KEIR RADNEDGE at the 2012 OLYMPIC GAMES
— LONDON: World football federation FIFA sealed a handshake with the anti-racism group Kick It Out to make a virtue out of a comment by Sepp Blatter which, inadvertently, had added fuel to the fire of the debate.
Last autumn FIFA’s president had suggested, in the wake of the John Terry and Luis Suarez rows, that heat-of-the-moment exchanges between players could best be settled by a handshake rather than a heavyweight disciplinary process.
FIFA, at the time, was taking on the handshake motif in building a connection with the Nobel Peace Foundation, but Blatter’s comment was widely ridiculed.
It was criticised again by Lord Herman Ouseley, chair of Kick It Out, at the start of his welcome address to Blatter at a Wembley reception which marked an agreement for a closer working relationship between the two organisations.
Witnesses to the ‘marriage of minds’ included FA chairman David Bernstein, the FA’s first female board member Heather Rabatts, FIFA’s first female executive Lydia Nsekera from Burundi and African football president Issa Hayatou. Blatter, Nsekera and Hayatou are all members of the International Olympic Committee currently and conveniently in town for London 2012.
Ouseley said: “Verbal abuse goes on all the time on football pitches in this country.
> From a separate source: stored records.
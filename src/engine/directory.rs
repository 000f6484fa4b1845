//! The employee collection and its mutations
//!
//! [`Directory`] owns the employee list for the running session. Reads go
//! through the pure pipeline in [`super::query`] and [`super::paginate`];
//! writes are the three user-driven mutations (create, update, delete).
//!
//! # Invariants
//!
//! - Employee ids are unique for the lifetime of the directory
//! - New ids are `max(existing) + 1`, or 1 for an empty directory
//! - Collection order is insertion order; new employees go to the end

use super::paginate::paginate;
use super::query::derive_visible;
use super::view::ViewState;
use crate::employee::{Employee, EmployeeFields, EmployeeId};
use crate::error::{DirectoryError, Result};
use std::collections::HashSet;
use tracing::{debug, info, warn};

/// The visible page as handed to the presentation layer
#[derive(Debug, Clone, PartialEq, Eq)]
pub struct PageView<'a> {
    /// Employees on the current page, in display order
    pub items: Vec<&'a Employee>,
    /// Total number of pages, at least 1
    pub total_pages: usize,
    /// Page these items belong to
    pub current_page: usize,
    /// Number of employees passing search and filters, across all pages
    pub visible_count: usize,
}

/// Session-owned employee collection
#[derive(Debug, Clone, Default, PartialEq, Eq)]
pub struct Directory {
    employees: Vec<Employee>,
}

impl Directory {
    /// Build a directory from seed data.
    ///
    /// Fails with [`DirectoryError::DuplicateId`] if two seed records share an id.
    pub fn new(seed: Vec<Employee>) -> Result<Self> {
        let mut seen = HashSet::with_capacity(seed.len());
        for employee in &seed {
            if !seen.insert(employee.id) {
                return Err(DirectoryError::DuplicateId(employee.id));
            }
        }
        debug!(count = seed.len(), "Directory seeded");
        Ok(Self { employees: seed })
    }

    /// All employees in collection order
    pub fn employees(&self) -> &[Employee] {
        &self.employees
    }

    pub fn len(&self) -> usize {
        self.employees.len()
    }

    pub fn is_empty(&self) -> bool {
        self.employees.is_empty()
    }

    pub fn get(&self, id: EmployeeId) -> Option<&Employee> {
        self.employees.iter().find(|e| e.id == id)
    }

    /// Id the next created employee will receive
    pub fn next_id(&self) -> Result<EmployeeId> {
        match self.employees.iter().map(|e| e.id).max() {
            None => Ok(EmployeeId::new(1)),
            Some(max) => max.checked_next().ok_or(DirectoryError::IdExhausted(max)),
        }
    }

    /// Append a new employee and return a copy of it.
    pub fn create(&mut self, fields: EmployeeFields) -> Result<Employee> {
        let id = self.next_id()?;
        let employee = Employee::from_fields(id, fields);
        info!(id = %id, name = %employee.full_name(), "Employee created");
        self.employees.push(employee.clone());
        Ok(employee)
    }

    /// Replace the mutable fields of employee `id`.
    ///
    /// Returns `None` and leaves the collection untouched when no such
    /// employee exists.
    pub fn update(&mut self, id: EmployeeId, fields: EmployeeFields) -> Option<&Employee> {
        match self.employees.iter_mut().find(|e| e.id == id) {
            Some(employee) => {
                employee.apply(fields);
                info!(id = %id, "Employee updated");
                Some(employee)
            }
            None => {
                warn!(id = %id, "Update ignored: employee not found");
                None
            }
        }
    }

    /// Remove employee `id`, returning it. A missing id is a no-op.
    pub fn delete(&mut self, id: EmployeeId) -> Option<Employee> {
        match self.employees.iter().position(|e| e.id == id) {
            Some(index) => {
                let removed = self.employees.remove(index);
                info!(id = %id, "Employee deleted");
                Some(removed)
            }
            None => {
                warn!(id = %id, "Delete ignored: employee not found");
                None
            }
        }
    }

    /// Every employee passing the view's search and filters, in display order
    pub fn visible(&self, view: &ViewState) -> Vec<&Employee> {
        derive_visible(
            &self.employees,
            view.search_term(),
            view.filters(),
            view.sort_key(),
        )
    }

    /// The current page of the view
    pub fn view(&self, view: &ViewState) -> PageView<'_> {
        let visible = self.visible(view);
        let page = paginate(&visible, view.page_size(), view.current_page());
        PageView {
            items: page.items.to_vec(),
            total_pages: page.total_pages,
            current_page: view.current_page(),
            visible_count: visible.len(),
        }
    }
}

#[cfg(test)]
mod tests {
    use super::*;
    use crate::types::{Department, Role};

    fn fields(first: &str) -> EmployeeFields {
        EmployeeFields {
            first_name: first.to_string(),
            last_name: "Tester".to_string(),
            email: format!("{}@example.com", first.to_lowercase()),
            department: Department::Finance,
            role: Role::Analyst,
        }
    }

    fn with_ids(ids: &[u32]) -> Directory {
        let seed = ids
            .iter()
            .map(|id| Employee::from_fields(EmployeeId::new(*id), fields("Seed")))
            .collect();
        Directory::new(seed).unwrap()
    }

    #[test]
    fn test_create_uses_max_plus_one() {
        let mut directory = with_ids(&[1, 3, 5]);
        let created = directory.create(fields("New")).unwrap();
        assert_eq!(created.id, EmployeeId::new(6));
        assert_eq!(directory.employees().last(), Some(&created));
    }

    #[test]
    fn test_create_on_empty_assigns_one() {
        let mut directory = Directory::default();
        let created = directory.create(fields("First")).unwrap();
        assert_eq!(created.id, EmployeeId::new(1));
    }

    #[test]
    fn test_create_reports_exhausted_ids() {
        let mut directory = with_ids(&[u32::MAX]);
        let err = directory.create(fields("Late")).unwrap_err();
        assert!(matches!(err, DirectoryError::IdExhausted(_)));
        assert_eq!(directory.len(), 1);
    }

    #[test]
    fn test_duplicate_seed_ids_rejected() {
        let seed = vec![
            Employee::from_fields(EmployeeId::new(2), fields("A")),
            Employee::from_fields(EmployeeId::new(2), fields("B")),
        ];
        let err = Directory::new(seed).unwrap_err();
        assert!(matches!(err, DirectoryError::DuplicateId(id) if id == EmployeeId::new(2)));
    }

    #[test]
    fn test_update_in_place() {
        let mut directory = with_ids(&[1, 2, 3]);
        let updated = directory.update(EmployeeId::new(2), fields("Changed")).cloned();
        assert_eq!(updated.map(|e| e.first_name), Some("Changed".to_string()));
        // position unchanged
        assert_eq!(directory.employees()[1].id, EmployeeId::new(2));
        assert_eq!(directory.employees()[1].first_name, "Changed");
    }

    #[test]
    fn test_update_missing_is_noop() {
        let mut directory = with_ids(&[1]);
        let before = directory.clone();
        assert!(directory.update(EmployeeId::new(9), fields("Ghost")).is_none());
        assert_eq!(directory, before);
    }

    #[test]
    fn test_delete_is_idempotent() {
        let mut directory = with_ids(&[1, 2, 3]);
        let removed = directory.delete(EmployeeId::new(2));
        assert_eq!(removed.map(|e| e.id), Some(EmployeeId::new(2)));
        let after_first = directory.clone();
        assert!(directory.delete(EmployeeId::new(2)).is_none());
        assert_eq!(directory, after_first);
        assert_eq!(directory.len(), 2);
    }

    #[test]
    fn test_next_id_follows_current_max_after_delete() {
        let mut directory = with_ids(&[1, 2]);
        directory.delete(EmployeeId::new(2));
        // max is now 1, so the next id is 2 again; ids stay unique
        assert_eq!(directory.next_id().unwrap(), EmployeeId::new(2));
    }

    #[test]
    fn test_view_composes_pipeline() {
        let directory = with_ids(&(1..=25).collect::<Vec<_>>());
        let mut view = ViewState::new();
        view.go_to_page(3, 3);
        let page = directory.view(&view);
        assert_eq!(page.total_pages, 3);
        assert_eq!(page.visible_count, 25);
        let ids: Vec<u32> = page.items.iter().map(|e| e.id.get()).collect();
        assert_eq!(ids, vec![21, 22, 23, 24, 25]);
    }
}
It is driven by prejudice, ignorance, bitterness and hatred and most incidents do get resolved with an apology and a handshake . . . but racism has not bypassed football.”
He praised football’s increasing awareness of its responsibilities but urged greater awareness of the need to combat discrimination “in boardrooms, dressing room and staff rooms.”
Turning to the international outlook, Ouseley said: “FIFA is in a lead role globally and has a key role in both the developing world . . . but also in countries which are in decline – which is where we are at – and not only to concentrate on the poorest parts of the world.”
‘Discipline and respect’
Blatter, welcoming the partnership with Kick It Out, said: “We want to launch this co-operation because you can never stop fighting against discrimination. We are doing a lot but it’s not enough.
“Racism has existed everywhere in the world since ancient times but to have racism in our game means something is wrong – because our game is based on discipline and respect. Our game is the school of life in the spirit of fair play, our game is based on discipline and respect.”
The accusations thrown at him over his original ‘handshake’ comment, had “touched me very, very much in my heart, to be told that I was a racist.”
Hence he insisted that both he and FIFA took with the utmost seriousness its responsibility. He added: “I’m sure my colleagues in FIFA will agree that, in the future, we should not have a banner which reads: Say No To Racism but, Kick It Out: Racism.”